**Problem details**
Each line below that holds the word "bool" counts once; state the total number of such lines and nothing else.

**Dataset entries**

============================================================

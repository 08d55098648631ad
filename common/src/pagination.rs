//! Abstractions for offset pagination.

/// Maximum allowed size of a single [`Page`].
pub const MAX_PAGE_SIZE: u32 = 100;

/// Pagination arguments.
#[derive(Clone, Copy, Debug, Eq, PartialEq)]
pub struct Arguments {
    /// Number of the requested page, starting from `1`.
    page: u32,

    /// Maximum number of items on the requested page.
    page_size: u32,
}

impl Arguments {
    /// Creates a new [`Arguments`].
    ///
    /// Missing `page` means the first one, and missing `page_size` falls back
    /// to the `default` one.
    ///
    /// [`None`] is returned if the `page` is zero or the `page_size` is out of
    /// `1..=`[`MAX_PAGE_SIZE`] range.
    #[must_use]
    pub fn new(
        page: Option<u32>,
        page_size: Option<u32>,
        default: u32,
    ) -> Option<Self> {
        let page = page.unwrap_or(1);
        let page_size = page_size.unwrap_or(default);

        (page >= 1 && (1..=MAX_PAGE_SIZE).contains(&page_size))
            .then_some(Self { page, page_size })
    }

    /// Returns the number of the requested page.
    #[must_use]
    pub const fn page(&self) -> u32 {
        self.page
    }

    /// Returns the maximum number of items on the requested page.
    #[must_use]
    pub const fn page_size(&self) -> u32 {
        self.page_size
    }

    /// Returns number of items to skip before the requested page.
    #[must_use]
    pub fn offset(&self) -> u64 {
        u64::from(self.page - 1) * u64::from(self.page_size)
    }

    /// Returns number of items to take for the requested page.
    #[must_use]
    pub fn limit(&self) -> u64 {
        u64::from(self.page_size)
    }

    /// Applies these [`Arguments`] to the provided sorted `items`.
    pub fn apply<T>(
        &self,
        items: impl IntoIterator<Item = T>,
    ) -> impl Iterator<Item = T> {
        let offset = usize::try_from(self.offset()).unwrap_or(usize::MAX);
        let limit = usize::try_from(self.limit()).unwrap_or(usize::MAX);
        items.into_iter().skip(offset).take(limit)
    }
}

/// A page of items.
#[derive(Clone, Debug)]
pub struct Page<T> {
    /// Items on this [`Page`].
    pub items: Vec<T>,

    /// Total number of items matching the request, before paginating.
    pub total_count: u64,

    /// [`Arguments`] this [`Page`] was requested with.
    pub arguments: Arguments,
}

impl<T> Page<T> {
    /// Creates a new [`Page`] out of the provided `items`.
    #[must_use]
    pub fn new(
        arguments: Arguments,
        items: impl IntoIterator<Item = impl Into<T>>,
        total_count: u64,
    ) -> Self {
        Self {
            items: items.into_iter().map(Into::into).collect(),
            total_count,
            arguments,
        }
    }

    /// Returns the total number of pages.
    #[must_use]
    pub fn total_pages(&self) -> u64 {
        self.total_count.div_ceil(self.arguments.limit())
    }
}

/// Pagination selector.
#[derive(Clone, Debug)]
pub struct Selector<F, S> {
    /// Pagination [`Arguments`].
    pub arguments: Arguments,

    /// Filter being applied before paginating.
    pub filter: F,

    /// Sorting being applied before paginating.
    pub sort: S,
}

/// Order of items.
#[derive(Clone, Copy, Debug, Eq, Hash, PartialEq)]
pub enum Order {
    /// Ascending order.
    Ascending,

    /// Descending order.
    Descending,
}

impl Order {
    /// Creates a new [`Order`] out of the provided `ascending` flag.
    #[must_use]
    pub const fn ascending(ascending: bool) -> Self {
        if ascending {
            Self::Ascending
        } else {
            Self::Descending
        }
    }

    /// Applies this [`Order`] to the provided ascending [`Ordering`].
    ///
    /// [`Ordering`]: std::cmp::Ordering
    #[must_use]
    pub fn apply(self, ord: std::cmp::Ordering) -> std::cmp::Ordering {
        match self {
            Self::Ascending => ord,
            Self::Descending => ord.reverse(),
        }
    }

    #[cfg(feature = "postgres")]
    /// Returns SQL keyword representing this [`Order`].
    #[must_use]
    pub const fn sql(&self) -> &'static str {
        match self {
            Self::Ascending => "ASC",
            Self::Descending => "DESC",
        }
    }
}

============================================================

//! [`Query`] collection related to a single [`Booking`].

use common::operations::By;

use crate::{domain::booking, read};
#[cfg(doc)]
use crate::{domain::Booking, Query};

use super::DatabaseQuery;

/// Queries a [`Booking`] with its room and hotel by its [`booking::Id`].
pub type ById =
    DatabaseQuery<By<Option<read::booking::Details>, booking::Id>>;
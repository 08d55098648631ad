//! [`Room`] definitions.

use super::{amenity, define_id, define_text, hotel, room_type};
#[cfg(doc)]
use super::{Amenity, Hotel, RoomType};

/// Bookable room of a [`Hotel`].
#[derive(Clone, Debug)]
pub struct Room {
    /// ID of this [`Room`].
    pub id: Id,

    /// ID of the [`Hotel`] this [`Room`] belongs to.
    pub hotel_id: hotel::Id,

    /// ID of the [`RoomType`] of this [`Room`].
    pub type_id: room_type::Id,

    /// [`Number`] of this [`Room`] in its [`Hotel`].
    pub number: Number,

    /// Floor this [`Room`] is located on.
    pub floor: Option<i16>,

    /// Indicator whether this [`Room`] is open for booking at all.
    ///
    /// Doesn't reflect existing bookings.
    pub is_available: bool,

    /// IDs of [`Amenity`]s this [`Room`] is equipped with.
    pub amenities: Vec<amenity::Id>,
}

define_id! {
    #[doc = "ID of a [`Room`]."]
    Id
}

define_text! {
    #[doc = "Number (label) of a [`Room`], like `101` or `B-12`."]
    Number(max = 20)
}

============================================================

**Answer space**
2